▶ [EXERCISE REQUIREMENTS]: In the data below, the answer is the run of lines from the line containing "config.fragment_shader = args.fragment;" through the line containing "let mut ctx", both included; print it exactly and nothing else.

▶ [DATA RECORDS]:

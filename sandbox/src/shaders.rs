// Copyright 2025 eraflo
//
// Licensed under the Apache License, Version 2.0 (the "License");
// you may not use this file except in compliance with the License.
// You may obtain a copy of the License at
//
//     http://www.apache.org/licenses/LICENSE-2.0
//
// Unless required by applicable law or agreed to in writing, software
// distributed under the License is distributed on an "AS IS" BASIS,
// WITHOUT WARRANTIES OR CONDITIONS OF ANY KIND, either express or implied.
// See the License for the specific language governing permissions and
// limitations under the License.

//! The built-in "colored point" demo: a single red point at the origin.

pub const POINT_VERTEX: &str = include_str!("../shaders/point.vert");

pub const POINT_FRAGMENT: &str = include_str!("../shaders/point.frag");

* * *

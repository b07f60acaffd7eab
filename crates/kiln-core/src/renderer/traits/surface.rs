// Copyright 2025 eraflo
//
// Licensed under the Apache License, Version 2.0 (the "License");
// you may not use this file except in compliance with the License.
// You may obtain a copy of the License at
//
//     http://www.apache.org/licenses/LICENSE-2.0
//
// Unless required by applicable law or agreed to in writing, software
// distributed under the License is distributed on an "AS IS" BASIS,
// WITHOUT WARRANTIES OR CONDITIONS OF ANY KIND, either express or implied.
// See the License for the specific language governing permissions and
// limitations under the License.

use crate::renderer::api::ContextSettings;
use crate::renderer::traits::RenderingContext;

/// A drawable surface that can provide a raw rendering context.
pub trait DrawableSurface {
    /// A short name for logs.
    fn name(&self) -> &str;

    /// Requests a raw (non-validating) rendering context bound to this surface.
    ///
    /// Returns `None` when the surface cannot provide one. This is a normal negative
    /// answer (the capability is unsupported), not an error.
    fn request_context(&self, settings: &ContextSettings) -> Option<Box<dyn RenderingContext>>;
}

...

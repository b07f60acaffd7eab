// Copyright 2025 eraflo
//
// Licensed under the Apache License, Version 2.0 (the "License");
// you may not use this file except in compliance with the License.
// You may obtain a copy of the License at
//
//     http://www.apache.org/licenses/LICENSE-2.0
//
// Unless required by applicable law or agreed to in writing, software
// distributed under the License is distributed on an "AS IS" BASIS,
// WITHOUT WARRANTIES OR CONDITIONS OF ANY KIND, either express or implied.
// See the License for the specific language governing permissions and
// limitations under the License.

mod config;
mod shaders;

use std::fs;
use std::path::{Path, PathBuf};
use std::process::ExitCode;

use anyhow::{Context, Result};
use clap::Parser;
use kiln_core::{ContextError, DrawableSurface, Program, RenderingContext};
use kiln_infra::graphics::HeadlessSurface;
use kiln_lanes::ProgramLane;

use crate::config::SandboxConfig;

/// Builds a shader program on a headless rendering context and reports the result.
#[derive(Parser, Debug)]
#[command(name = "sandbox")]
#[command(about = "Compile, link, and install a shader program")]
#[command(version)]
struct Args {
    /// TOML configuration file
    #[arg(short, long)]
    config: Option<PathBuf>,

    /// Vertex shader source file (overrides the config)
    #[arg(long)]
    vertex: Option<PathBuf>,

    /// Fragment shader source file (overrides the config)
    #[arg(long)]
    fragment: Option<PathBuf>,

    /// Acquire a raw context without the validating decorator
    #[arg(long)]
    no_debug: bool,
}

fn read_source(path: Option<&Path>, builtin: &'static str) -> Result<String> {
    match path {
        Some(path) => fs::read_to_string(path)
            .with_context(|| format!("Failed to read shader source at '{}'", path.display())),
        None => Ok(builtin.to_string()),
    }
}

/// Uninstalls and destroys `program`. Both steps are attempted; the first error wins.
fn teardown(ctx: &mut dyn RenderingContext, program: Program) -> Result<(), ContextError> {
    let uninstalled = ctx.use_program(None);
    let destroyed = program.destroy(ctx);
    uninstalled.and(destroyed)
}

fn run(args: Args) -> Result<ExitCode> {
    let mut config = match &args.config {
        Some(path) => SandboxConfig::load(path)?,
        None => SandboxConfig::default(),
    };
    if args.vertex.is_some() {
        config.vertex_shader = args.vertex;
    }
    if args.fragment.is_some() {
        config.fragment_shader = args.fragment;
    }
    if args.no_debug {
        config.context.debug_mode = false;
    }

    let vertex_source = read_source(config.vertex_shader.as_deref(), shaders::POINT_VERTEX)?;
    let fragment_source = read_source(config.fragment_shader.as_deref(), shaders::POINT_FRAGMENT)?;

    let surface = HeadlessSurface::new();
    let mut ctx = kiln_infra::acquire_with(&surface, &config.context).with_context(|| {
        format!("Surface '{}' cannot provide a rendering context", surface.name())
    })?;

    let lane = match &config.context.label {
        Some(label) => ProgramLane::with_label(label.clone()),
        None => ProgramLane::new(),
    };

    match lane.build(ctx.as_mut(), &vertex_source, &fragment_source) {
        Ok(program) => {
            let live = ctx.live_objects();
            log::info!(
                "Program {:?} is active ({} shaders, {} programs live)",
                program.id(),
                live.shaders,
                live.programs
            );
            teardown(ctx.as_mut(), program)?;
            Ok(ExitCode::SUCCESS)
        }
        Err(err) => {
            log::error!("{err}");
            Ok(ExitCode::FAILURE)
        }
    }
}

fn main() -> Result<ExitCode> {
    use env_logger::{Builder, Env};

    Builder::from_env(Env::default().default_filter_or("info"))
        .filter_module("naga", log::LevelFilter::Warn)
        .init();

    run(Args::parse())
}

▶ [RESULT FOR THIS TASK]:
        config.fragment_shader = args.fragment;
    }
    if args.no_debug {
        config.context.debug_mode = false;
    }

    let vertex_source = read_source(config.vertex_shader.as_deref(), shaders::POINT_VERTEX)?;
    let fragment_source = read_source(config.fragment_shader.as_deref(), shaders::POINT_FRAGMENT)?;

    let surface = HeadlessSurface::new();
    let mut ctx = kiln_infra::acquire_with(&surface, &config.context).with_context(|| {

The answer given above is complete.